Patients and methods
This prospective study was performed on 43 patients aiming to determine the role of cross-sectional computed tomography (CT) imaging in the differential diagnosis of primary retroperitoneal masses. Each case was submitted for pathological analysis either following open surgical biopsy, surgical excision, or image-guided biopsy by CT or ultrasound. Correlation of CT findings with pathological results was obtained.
Results
The calculated accuracy for the diagnosis and differential diagnosis of primary retroperitoneal masses by MSCT was 69.7% in the studied cases matched with pathological findings, which represented 30 cases of our study.

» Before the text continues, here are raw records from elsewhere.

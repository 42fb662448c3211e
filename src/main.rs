//! doxfill CLI - turn .docx documents into fillable templates

use std::fs;
use std::io::{self, Read};
use std::path::{Path, PathBuf};

use anyhow::{bail, Context, Result};
use clap::{Parser, Subcommand};
use serde::Serialize;

use doxfill::template::{FsMetadataStore, TemplateLibrary};
use doxfill::{Config, Document, GenerateRequest, TemplateService};

#[derive(Parser)]
#[command(name = "doxfill")]
#[command(about = "Fill .docx templates from structured field values")]
#[command(version)]
struct Cli {
    /// Template store directory (overrides the configured one)
    #[arg(long, global = true)]
    store: Option<PathBuf>,

    /// Log engine decisions to stderr
    #[arg(short, long, global = true)]
    verbose: bool,

    #[command(subcommand)]
    command: Command,
}

#[derive(Subcommand)]
enum Command {
    /// Store a .docx file as a template and print its fields
    Upload { file: PathBuf },
    /// Print the fields of a stored template
    Fields { template_id: String },
    /// List stored templates
    List,
    /// Fill a stored template and write the result
    Generate {
        template_id: String,
        /// Field values as a JSON object, or `-` to read it from stdin
        #[arg(long)]
        data: String,
        /// Where to write the document (defaults to the file name in the
        /// current directory)
        #[arg(short, long)]
        output: Option<PathBuf>,
        /// Suggested file name of the generated document
        #[arg(long)]
        filename: Option<String>,
    },
    /// Print the full analysis of a .docx file without storing it
    Analyze { file: PathBuf },
    /// Write a default config file
    InitConfig,
}

fn print_json<T: Serialize>(value: &T) -> Result<()> {
    println!("{}", serde_json::to_string_pretty(value)?);
    Ok(())
}

fn read_payload(data: &str) -> Result<serde_json::Map<String, serde_json::Value>> {
    let text = if data == "-" {
        let mut buffer = String::new();
        io::stdin()
            .read_to_string(&mut buffer)
            .context("Failed to read field values from stdin")?;
        buffer
    } else {
        data.to_string()
    };

    match serde_json::from_str::<serde_json::Value>(&text).context("Field values are not valid JSON")? {
        serde_json::Value::Object(map) => Ok(map),
        _ => bail!("Field values must be a JSON object"),
    }
}

fn file_name(path: &Path) -> Result<String> {
    path.file_name()
        .map(|name| name.to_string_lossy().into_owned())
        .with_context(|| format!("{} has no file name", path.display()))
}

fn main() -> Result<()> {
    let cli = Cli::parse();

    let level = if cli.verbose { "debug" } else { "warn" };
    env_logger::Builder::from_env(env_logger::Env::default().default_filter_or(level)).init();

    let config = Config::load().context("Failed to load config")?;
    let (templates_dir, metadata_dir) = match &cli.store {
        Some(dir) => (
            dir.clone(),
            dir.join(doxfill::template::service::METADATA_DIR_NAME),
        ),
        None => (config.templates_dir.clone(), config.metadata_dir()),
    };
    let service = TemplateService::new(
        TemplateLibrary::new(templates_dir),
        FsMetadataStore::new(metadata_dir),
    );

    match cli.command {
        Command::Upload { file } => {
            let bytes =
                fs::read(&file).with_context(|| format!("Failed to read {}", file.display()))?;
            let uploaded = service.upload(&file_name(&file)?, &bytes)?;
            print_json(&uploaded)?;
        }
        Command::Fields { template_id } => {
            print_json(&service.fields(&template_id)?)?;
        }
        Command::List => {
            print_json(&serde_json::json!({ "templates": service.list()? }))?;
        }
        Command::Generate {
            template_id,
            data,
            output,
            filename,
        } => {
            let mut request = GenerateRequest::new(template_id, read_payload(&data)?);
            request.output_filename = filename.unwrap_or(config.output_filename);

            let generated = service.generate(&request)?;
            let path = output.unwrap_or_else(|| PathBuf::from(&generated.filename));
            fs::write(&path, &generated.bytes)
                .with_context(|| format!("Failed to write {}", path.display()))?;
            eprintln!(
                "Wrote {} ({}, {} bytes)",
                path.display(),
                generated.content_type,
                generated.bytes.len()
            );
        }
        Command::Analyze { file } => {
            let document = Document::open(&file)
                .with_context(|| format!("Failed to open {}", file.display()))?;
            print_json(&doxfill::template::analyze(&document))?;
        }
        Command::InitConfig => match Config::init_default()? {
            Some(path) => println!("Wrote default config to {}", path.display()),
            None => bail!("Could not determine a config directory"),
        },
    }

    Ok(())
}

This was helpful in narrowing the differential diagnosis and thus in treatment planning.
Conclusion
Multi-slice Computed Tomography (MSCT) is considered the basic standard in morphological evaluation, and the diagnosis of primary retroperitoneal masses according to their origin is carried out first and then characterization of the mass lesion is performed depending upon the specific imaging characteristics detected on CT examination such as consistency, component, vascularity and enhancement pattern, as well as specific pattern of spread.

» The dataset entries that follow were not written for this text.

/// Serialized `w:pPr` or `w:numPr` element, stored and replayed verbatim
#[derive(Debug, Clone, PartialEq, Eq, Serialize, Deserialize)]
#[serde(transparent)]
pub struct PropertyBlob(String);

impl PropertyBlob {
    fn capture(element: &XmlElement) -> Option<Self> {
        match element.to_xml_string() {
            Ok(xml) => Some(PropertyBlob(xml)),
            Err(e) => {
                log::warn!("Could not capture {}: {e}", element.name);
                None
            }
        }
    }

    pub fn as_str(&self) -> &str {
        &self.0
    }

    fn parse(&self) -> Option<XmlElement> {
        match XmlElement::parse_fragment(&self.0) {
            Ok(el) => Some(el),
            Err(e) => {
                log::warn!("Skipping unparseable property blob: {e}");
                None
            }
        }
    }
}

pub fn capture_paragraph_properties(paragraph: &XmlElement) -> Option<PropertyBlob> {
    paragraph::paragraph_properties(paragraph).and_then(PropertyBlob::capture)
}

pub fn capture_list_properties(paragraph: &XmlElement) -> Option<PropertyBlob> {
    paragraph::numbering_properties(paragraph).and_then(PropertyBlob::capture)
}

/// Approximate run formatting from the paragraph's first run
pub fn capture_run_format(paragraph: &XmlElement) -> RunFormat {
    let mut format = RunFormat::default();
    let Some(run) = paragraph::runs(paragraph).next() else {
        return format;
    };

    format.bold = paragraph::toggle(run, "w:b");
    format.italic = paragraph::toggle(run, "w:i");
    format.font_size_pt = paragraph::font_size_pt(run);

    let Some(rpr) = paragraph::run_properties(run) else {
        return format;
    };
    format.underline = rpr
        .child("w:u")
        .map(|u| u.attr("w:val").unwrap_or("single").to_string());
    format.font_name = rpr
        .child("w:rFonts")
        .and_then(|fonts| fonts.attr("w:ascii").or_else(|| fonts.attr("w:hAnsi")))
        .map(str::to_string);
    format.font_color = rpr.child("w:color").and_then(|color| {
        if let Some(theme) = color.attr("w:themeColor") {
            return Some(FontColor::Theme(theme.to_string()));
        }
        color
            .attr("w:val")
            .filter(|val| !val.eq_ignore_ascii_case("auto"))
            .map(|val| FontColor::Rgb(val.to_string()))
    });
    format.highlight = rpr
        .child("w:highlight")
        .and_then(|h| h.attr("w:val"))
        .map(str::to_string);
    format
}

Keywords: multislice computed tomography, primary retroperitoneal masses, standard of reference


How to cite this article:
Shalaan A, Refaat M, Farouk H, Saleh GS. Role of multislice computed tomography in characterization of different retroperitoneal masses. Tanta Med J 2017;45:1-7

How to cite this URL:
Shalaan A, Refaat M, Farouk H, Saleh GS. Role of multislice computed tomography in characterization of different retroperitoneal masses. Tanta Med J [serial online] 2017 [cited 2017 Dec 12];45:1-7. Available from: http://www.tdj.eg.net/text.asp?2017/45/1/1/209094




  Introduction Top


Primary retroperitoneal neoplasms are a diverse group of benign and malignant tumors that arise within the retroperitoneum but outside the major organs [1]. Although computed tomography (CT) imaging can demonstrate important characteristics of these tumors, diagnosis is often challenging for radiologists. Diagnostic challenges include precise localization of the lesion, determination of the extent of invasion, and characterization of the specific pathologic type [1]. Of the primary retroperitoneal neoplasms, 70–80% are malignant in nature, and these account for 0.1–0.2% of all malignancies in the body [2]. CT is the preferred modality in imaging of the retroperitoneum. The attenuation differences between retroperitoneal fat and organs increase the diagnostic accuracy of CT in detection of retroperitoneal diseases [3].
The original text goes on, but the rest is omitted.